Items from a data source
##############################

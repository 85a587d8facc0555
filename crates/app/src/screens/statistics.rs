//! Statistics screen

use todo_core::task::{TaskStatistics, TaskStore};

pub struct StatisticsScreen {
    store: TaskStore,
}

impl StatisticsScreen {
    pub const TITLE: &'static str = "Estatísticas";

    pub fn new(store: TaskStore) -> Self {
        Self { store }
    }

    pub async fn snapshot(&self) -> TaskStatistics {
        self.store.statistics().await
    }
}
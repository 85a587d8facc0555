//! Category listing and per-category task lists

use todo_core::task::{CategorySummary, TaskStore};

use super::{rows, TaskRow};

pub struct CategoriesScreen {
    store: TaskStore,
}

impl CategoriesScreen {
    pub const TITLE: &'static str = "Categorias";
    pub const EMPTY_MESSAGE: &'static str = "Nenhuma categoria encontrada.";

    pub fn new(store: TaskStore) -> Self {
        Self { store }
    }

    pub async fn rows(&self) -> Vec<CategorySummary> {
        self.store.categories().await
    }

    pub fn open(&self, category: impl Into<String>) -> CategoryTasksScreen {
        CategoryTasksScreen::new(self.store.clone(), category)
    }
}

pub struct CategoryTasksScreen {
    store: TaskStore,
    category: String,
}

impl CategoryTasksScreen {
    pub const EMPTY_MESSAGE: &'static str = "Nenhuma tarefa encontrada nesta categoria.";

    pub fn new(store: TaskStore, category: impl Into<String>) -> Self {
        Self {
            store,
            category: category.into(),
        }
    }

    pub fn title(&self) -> String {
        format!("Categoria: {}", self.category)
    }

    pub async fn rows(&self) -> Vec<TaskRow> {
        rows(self.store.tasks_in_category(&self.category).await)
    }

    pub async fn toggle(&self, id: &str) -> todo_core::Result<()> {
        self.store.toggle_task(id).await?;
        Ok(())
    }

    pub async fn delete(&self, id: &str) -> todo_core::Result<()> {
        self.store.delete_task(id).await?;
        Ok(())
    }
}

##############################

Output each record precisely as written.

◆ YOUR RESPONSE
repository 85a587d8facc0555
filename crates/app/src/screens/statistics.rs
//! Statistics screen

use todo_core::task::{TaskStatistics, TaskStore};

pub struct StatisticsScreen {
    store: TaskStore,
}

impl StatisticsScreen {
    pub const TITLE: &'static str = "Estatísticas";

    pub fn new(store: TaskStore) -> Self {
        Self { store }
    }

    pub async fn snapshot(&self) -> TaskStatistics {
        self.store.statistics().await
    }
}
repository 85a587d8facc0555
//! Category listing and per-category task lists

use todo_core::task::{CategorySummary, TaskStore};

use super::{rows, TaskRow};

pub struct CategoriesScreen {
    store: TaskStore,
}

impl CategoriesScreen {
    pub const TITLE: &'static str = "Categorias";
    pub const EMPTY_MESSAGE: &'static str = "Nenhuma categoria encontrada.";

    pub fn new(store: TaskStore) -> Self {
        Self { store }
    }

    pub async fn rows(&self) -> Vec<CategorySummary> {
        self.store.categories().await
    }

    pub fn open(&self, category: impl Into<String>) -> CategoryTasksScreen {
        CategoryTasksScreen::new(self.store.clone(), category)
    }
}

pub struct CategoryTasksScreen {
    store: TaskStore,
    category: String,
}

impl CategoryTasksScreen {
    pub const EMPTY_MESSAGE: &'static str = "Nenhuma tarefa encontrada nesta categoria.";

    pub fn new(store: TaskStore, category: impl Into<String>) -> Self {
        Self {
            store,
            category: category.into(),
        }
    }

    pub fn title(&self) -> String {
        format!("Categoria: {}", self.category)
    }

    pub async fn rows(&self) -> Vec<TaskRow> {
        rows(self.store.tasks_in_category(&self.category).await)
    }

    pub async fn toggle(&self, id: &str) -> todo_core::Result<()> {
        self.store.toggle_task(id).await?;
        Ok(())
    }

    pub async fn delete(&self, id: &str) -> todo_core::Result<()> {
        self.store.delete_task(id).await?;
        Ok(())
    }
}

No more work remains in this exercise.